Exercise details
The lines wanted are those in the data below that include "LayerCostResult".

(Collected data)
use crate::error::Result;
use crate::layers::{Layer, LayerCostResult};
use crate::pricing::models::ServerlessPricing;
use crate::pricing::PricingTable;
use crate::provider::Provider;
use crate::workload::{kb_to_gb, WorkloadInput};
use tracing::debug;

/// Monthly cost of running one serverless function execution per message.
///
/// Both providers share the formula; only their pricing entries differ.
pub fn compute(
    provider: Provider,
    workload: &WorkloadInput,
    pricing: &PricingTable,
) -> Result<LayerCostResult> {
    let serverless = match provider {
        Provider::Aws => &pricing.aws.lambda,
        Provider::Azure => &pricing.azure.functions,
    };

    let executions = workload.monthly_executions();
    let cost = serverless_cost(executions, serverless);
    debug!(%provider, executions, cost, "processing cost");

    Ok(LayerCostResult::new(Layer::Processing, provider, cost)?
        .with_messages(executions)
        .with_data_size(kb_to_gb(executions, workload.message_size_kb)))
}

fn serverless_cost(executions: f64, pricing: &ServerlessPricing) -> f64 {
    let request_cost = (executions - pricing.free_requests).max(0.0) * pricing.request_price;

    let compute_seconds = executions * pricing.execution_duration_ms / 1000.0;
    let gb_seconds = compute_seconds * pricing.allocated_memory_mb / 1024.0;
    let duration_cost = (gb_seconds - pricing.free_compute_time).max(0.0) * pricing.duration_price;

    request_cost + duration_cost
}
use clap::{Args, Parser, Subcommand, ValueEnum};
use std::path::PathBuf;

#[derive(Parser, Debug)]
#[command(
    name = "twin-cost",
    version,
    about = "Monthly cost estimator for IoT Digital Twin pipelines"
)]
pub struct Cli {
    /// Configuration file path
    #[arg(short, long, default_value = "twin-cost.toml", global = true)]
    pub config: PathBuf,

    #[command(subcommand)]
    pub command: Commands,
}

#[derive(Subcommand, Debug, Clone)]
pub enum Commands {
    /// Estimate monthly costs and recommend the cheapest architecture
    Estimate(EstimateArgs),

    /// Pricing document commands
    Pricing {
        #[command(subcommand)]
        action: PricingCommands,
    },

    /// Configuration management commands
    Config {
        #[command(subcommand)]
        action: ConfigCommands,
    },

    /// Show version information
    Version,
}

#[derive(Subcommand, Debug, Clone)]
pub enum PricingCommands {
    /// Load and validate the pricing document
    Validate {
        /// Pricing file (defaults to the configured path)
        #[arg(short, long)]
        file: Option<PathBuf>,
    },

    /// Print a per-service summary of the pricing document
    Show {
        /// Pricing file (defaults to the configured path)
        #[arg(short, long)]
        file: Option<PathBuf>,
    },
}

#[derive(Subcommand, Debug, Clone)]
pub enum ConfigCommands {
    /// Display the effective configuration
    Show,

    /// Validate configuration file
    Validate,
}

#[derive(Debug, Clone, Copy, PartialEq, Eq, ValueEnum)]
pub enum OutputFormat {
    Table,
    Json,
}

/// Workload parameters; `--workload` replaces every flag below it
#[derive(Args, Debug, Clone)]
pub struct EstimateArgs {
    /// Workload file (JSON or TOML, camelCase keys)
    #[arg(short, long)]
    pub workload: Option<PathBuf>,

    /// Pricing file overriding the configured path
    #[arg(short, long)]
    pub pricing: Option<PathBuf>,

    /// Output format
    #[arg(short, long, value_enum, default_value = "table")]
    pub format: OutputFormat,

    /// Number of IoT devices
    #[arg(long, default_value = "100")]
    pub devices: f64,

    /// Minutes between two messages of one device
    #[arg(long, default_value = "5")]
    pub interval: f64,

    /// Average message size in KB
    #[arg(long, default_value = "1")]
    pub message_size: f64,

    /// Months data stays in hot storage
    #[arg(long, default_value = "1")]
    pub hot_months: f64,

    /// Months data stays in cool storage
    #[arg(long, default_value = "3")]
    pub cool_months: f64,

    /// Months data stays in archive storage
    #[arg(long, default_value = "12")]
    pub archive_months: f64,

    /// Number of 3D scene entities (implies a 3D model is needed)
    #[arg(long)]
    pub entities: Option<f64>,

    /// Dashboard editors
    #[arg(long, default_value = "2")]
    pub editors: f64,

    /// Dashboard viewers
    #[arg(long, default_value = "5")]
    pub viewers: f64,

    /// Dashboard refreshes per hour
    #[arg(long, default_value = "4")]
    pub refreshes_per_hour: f64,

    /// Hours per day dashboards are in use
    #[arg(long, default_value = "8")]
    pub active_hours: f64,
}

Written answer
use crate::layers::{Layer, LayerCostResult};
) -> Result<LayerCostResult> {
    Ok(LayerCostResult::new(Layer::Processing, provider, cost)?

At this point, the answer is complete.